If not, any talk about forming "coalitions" is just spittin' in the wind, no?

 
At 5/20/05, 7:20 AM, Anonymous Anonymous said...

I think that Oliver Wang's interpretation of my question is hyperbolic at best and racist at worst. It attempts to treat the question as not a real or substantial question that is at best, misleading and confused. But it is a genuine question that is open to anyone to consider and one that of course Black people have been raising for a long time. The fact that many of these questions are indeed old questions, reveals not so much the trite nature of academic or intellectual work, but more so that they have yet to be substantially dealt with in real and meaningful ways from non-Blacks.

More, I think that the way in which hip hop is talked about reveals in many ways the problematic ways in which people are willing to see anything Black consumed and will defend or "explain it" by saying that is the nature of cultural consumption/commodification, which is NOT a natural or inevitable process but becomes so when we treat it as such. However, why is it that when Asian Americans feel that their "culture" is being transgressed or disrespected, suddenly the boundaries of culture are real and should be respected? Why is it that anti-globalization movement activists can simultaneously defend boundaries and borders and the sanctity of culture AND use hip hop or appropriate slogans and slangs from Black people to do it and defend it by using a pro-capitalist and pro-globalization commentary? The rhetoric of pro-globalizationists and pro-capitalists is one in which no boundaries will deter consumption. This is not to suggest that everyone who has participated in this conversation on this blog is part of the anti-globalization movement but it is to point out some seeming contradictions that are common among the left.

Kenyon Farrow, an activist and writer in NY, addresses these issues in his piece "We Real Cool?: On Hip-hop, Asian-Americans, Black Folks, and Appropriation"

http://www.nathanielturner.com/werealcoolkenyon.htm

In Farrow's piece, Oliver Wang is mentioned.

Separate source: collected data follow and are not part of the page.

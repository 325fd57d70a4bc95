mod common;

use axum::http::StatusCode;
use serde_json::{Value, json};

#[tokio::test]
async fn test_save_with_custom_alias() {
    let (server, store) = common::create_test_server();

    let response = server
        .post("/url")
        .json(&json!({ "url": "https://openai.com", "alias": "oai" }))
        .await;

    response.assert_status_ok();
    response.assert_json(&json!({ "status": "OK", "alias": "oai" }));

    let link = store.find("oai").await.unwrap();
    assert_eq!(link.target_url, "https://openai.com");
}

#[tokio::test]
async fn test_save_generates_alias_when_absent() {
    let (server, store) = common::create_test_server();

    let response = server
        .post("/url")
        .json(&json!({ "url": "https://example.com/some/long/path" }))
        .await;

    response.assert_status_ok();

    let json = response.json::<Value>();
    assert_eq!(json["status"], "OK");

    let alias = json["alias"].as_str().unwrap();
    assert_eq!(alias.len(), 6);
    assert!(alias.chars().all(|c| c.is_ascii_alphanumeric()));

    let link = store.find(alias).await.unwrap();
    assert_eq!(link.target_url, "https://example.com/some/long/path");
}

#[tokio::test]
async fn test_save_generates_alias_when_empty() {
    let (server, _store) = common::create_test_server();

    let response = server
        .post("/url")
        .json(&json!({ "url": "https://example.com", "alias": "" }))
        .await;

    response.assert_status_ok();

    let json = response.json::<Value>();
    assert_eq!(json["alias"].as_str().unwrap().len(), 6);
}

#[tokio::test]
async fn test_save_seeded_generator_is_reproducible() {
    let (first, _) = common::create_seeded_test_server(7);
    let (second, _) = common::create_seeded_test_server(7);

    let a = first
        .post("/url")
        .json(&json!({ "url": "https://example.com" }))
        .await
        .json::<Value>();
    let b = second
        .post("/url")
        .json(&json!({ "url": "https://example.com" }))
        .await
        .json::<Value>();

    assert_eq!(a["alias"], b["alias"]);
}

#[tokio::test]
async fn test_save_missing_url() {
    let (server, store) = common::create_test_server();

    let response = server.post("/url").json(&json!({ "alias": "oai" })).await;

    response.assert_status(StatusCode::BAD_REQUEST);

    let json = response.json::<Value>();
    assert_eq!(json["status"], "Error");
    assert_eq!(json["code"], "validation_error");
    assert_eq!(json["error"], "field url is a required field");
    assert!(store.is_empty().await);
}

#[tokio::test]
async fn test_save_invalid_url() {
    let (server, store) = common::create_test_server();

    let response = server
        .post("/url")
        .json(&json!({ "url": "not-a-url" }))
        .await;

    response.assert_status(StatusCode::BAD_REQUEST);

    let json = response.json::<Value>();
    assert_eq!(json["status"], "Error");
    assert_eq!(json["error"], "field url is not a valid URL");
    assert!(store.is_empty().await);
}

#[tokio::test]
async fn test_save_malformed_body() {
    let (server, _store) = common::create_test_server();

    let response = server
        .post("/url")
        .text("{ not json")
        .content_type("application/json")
        .await;

    response.assert_status(StatusCode::BAD_REQUEST);

    let json = response.json::<Value>();
    assert_eq!(json["status"], "Error");
    assert_eq!(json["error"], "failed to decode request");
    assert!(json["details"]["reason"].is_string());
}

#[tokio::test]
async fn test_save_invalid_alias_syntax() {
    let (server, store) = common::create_test_server();

    for alias in ["has space", "slash/alias", "ünïcode"] {
        let response = server
            .post("/url")
            .json(&json!({ "url": "https://example.com", "alias": alias }))
            .await;

        response.assert_status(StatusCode::BAD_REQUEST);
        assert_eq!(response.json::<Value>()["code"], "validation_error");
    }

    assert!(store.is_empty().await);
}

#[tokio::test]
async fn test_save_reserved_alias() {
    let (server, _store) = common::create_test_server();

    for alias in ["health", "url"] {
        let response = server
            .post("/url")
            .json(&json!({ "url": "https://example.com", "alias": alias }))
            .await;

        response.assert_status(StatusCode::BAD_REQUEST);
        assert_eq!(response.json::<Value>()["error"], "field alias is reserved");
    }
}

#[tokio::test]
async fn test_save_alias_conflict_keeps_original() {
    let (server, store) = common::create_test_server();
    common::save_link(&store, "taken", "https://original.example.com").await;

    let response = server
        .post("/url")
        .json(&json!({ "url": "http://example.com", "alias": "taken" }))
        .await;

    response.assert_status(StatusCode::CONFLICT);

    let json = response.json::<Value>();
    assert_eq!(json["status"], "Error");
    assert_eq!(json["code"], "conflict");
    assert_eq!(json["error"], "url already exists");

    let link = store.find("taken").await.unwrap();
    assert_eq!(link.target_url, "https://original.example.com");
}

#[tokio::test]
async fn test_save_store_failure_is_generic() {
    let server = common::create_failing_test_server();

    let response = server
        .post("/url")
        .json(&json!({ "url": "https://example.com", "alias": "oai" }))
        .await;

    response.assert_status(StatusCode::INTERNAL_SERVER_ERROR);

    let json = response.json::<Value>();
    assert_eq!(json["status"], "Error");
    assert_eq!(json["code"], "internal_error");
    assert_eq!(json["error"], "failed to save url");
    assert!(json.get("details").is_none());
    assert!(!json.to_string().contains("connection refused"));
}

In other spaces, Wang has attempted to discount what Farrow has said by arguing that Farrow is misrepresenting what he is saying or that he never said what Farrow said he did. It is problematic that a non-Black has to legitimize a Black person's argument, but I was there at the event that Farrow writes about and what Farrow says happened indeed did.

Tamara K. Nopper
Philadelphia

 
At 5/20/05, 12:49 PM, Blogger O.W. said...

Tamara,

80% of what Kenyon had to say in that essay are either points that I completely agree with, or at least, think are valid for debate. However, the remainder of his essay was a blatant (and uncalled for) ad hominem attack on me.

I never wrote a single disparaging thing about Kenyon prior to him writing the "We Real Cool" essay but in that piece, he goes after me on a level that belittling and unprofessional. After 13+ years at UC Berkeley, I know that many activists treat the concept of "civility" as so much bullshit, but Kenyon's pettiness was hardly warranted.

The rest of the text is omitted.